Figure 5. Conformational changes in the transmembrane domain during the gating of CNGA1 channels.

(a) Superposition of two representative F–D curves of CNGA1 channels in the closed (red) and open (blue) states. Continuous black lines obtained from the fitting with WLC model. Numbers indicate the corresponding values of Lc. (b) Schematic representation of hypothesized interactions between the transmembrane helices in the closed and open states.
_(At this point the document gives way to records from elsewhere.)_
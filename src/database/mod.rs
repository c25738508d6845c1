// ABOUTME: SQLite persistence for user profiles and daily hydration logs
// ABOUTME: Connection pool setup and schema migrations
//
// SPDX-License-Identifier: MIT OR Apache-2.0
// Copyright (c) 2025 Pierre Fitness Intelligence

//! # Database Management
//!
//! Stores one [`UserRecord`](diet_core::models::UserRecord) per email and one
//! hydration count per email per UTC day.

mod hydration;
mod profiles;

use crate::config::environment::DatabaseUrl;
use anyhow::{Context, Result};
use sqlx::sqlite::SqlitePoolOptions;
use sqlx::{Pool, Sqlite};
use tracing::info;

/// Database manager for profile and hydration storage
#[derive(Clone)]
pub struct Database {
    pool: Pool<Sqlite>,
}

impl Database {
    /// Create a new database connection and run migrations
    ///
    /// # Errors
    ///
    /// Returns an error if the data directory cannot be created, the
    /// connection fails, or a migration fails
    pub async fn new(url: &DatabaseUrl) -> Result<Self> {
        let pool = match url {
            // Every connection to :memory: is a separate database, so keep
            // exactly one alive for the lifetime of the pool
            DatabaseUrl::Memory => {
                SqlitePoolOptions::new()
                    .max_connections(1)
                    .idle_timeout(None)
                    .max_lifetime(None)
                    .connect(&url.to_connection_string())
                    .await?
            }
            DatabaseUrl::SQLite { path } => {
                if let Some(parent) = path.parent().filter(|p| !p.as_os_str().is_empty()) {
                    std::fs::create_dir_all(parent).with_context(|| {
                        format!("Failed to create database directory {}", parent.display())
                    })?;
                }
                // Ensure SQLite creates the database file if it doesn't exist
                SqlitePoolOptions::new()
                    .connect(&format!("{}?mode=rwc", url.to_connection_string()))
                    .await?
            }
        };

        let db = Self { pool };
        db.migrate().await?;
        info!("Database ready at {url}");

        Ok(db)
    }

    /// Close every pooled connection, waiting for in-flight queries
    pub async fn close(&self) {
        self.pool.close().await;
    }

    /// Run database migrations
    ///
    /// # Errors
    ///
    /// Returns an error if a table cannot be created
    pub async fn migrate(&self) -> Result<()> {
        self.migrate_profiles().await?;
        self.migrate_hydration().await?;
        Ok(())
    }

    async fn migrate_profiles(&self) -> Result<()> {
        sqlx::query(
            r"
            CREATE TABLE IF NOT EXISTS user_profiles (
                email TEXT PRIMARY KEY,
                name TEXT NOT NULL,
                profile_data TEXT NOT NULL,
                targets_data TEXT NOT NULL,
                created_at TEXT NOT NULL,
                updated_at TEXT NOT NULL
            )
            ",
        )
        .execute(&self.pool)
        .await?;

        Ok(())
    }

    async fn migrate_hydration(&self) -> Result<()> {
        sqlx::query(
            r"
            CREATE TABLE IF NOT EXISTS hydration_logs (
                email TEXT NOT NULL,
                log_date TEXT NOT NULL,
                glasses INTEGER NOT NULL DEFAULT 0,
                updated_at TEXT NOT NULL,
                PRIMARY KEY (email, log_date)
            )
            ",
        )
        .execute(&self.pool)
        .await?;

        Ok(())
    }
}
Red dots indicate the approximate location of the force peaks and the numbers of the corresponding a.a. (c) Electrophysiological recordings from mutant channel P293A in the presence of Na⁺ (black) and ethylammonium (EA⁺) (green) at ±60 mV. In the black box, the homology model of the S4 and S6 transmembrane domains of the CNGA1 channel based on the molecular structure of the Kv1.2 channel; the conserved P293 is indicated in green. (d) Superposition of two representative F–D curves for the CNGA1 channel (red) and for the P293A (green), both in the closed state. The green arrow, corresponding to the value of Lc=159 nm, indicates the differences between the two constructs. (e) Superimposition of histograms of normalized counts/bin against Lc from the 157 F–D curves of CNGA1 (red, the same as in Fig. 1h) and 21 F–D curves from mutant channel P293A in the closed state (green), both in the closed state. Arrow as in d.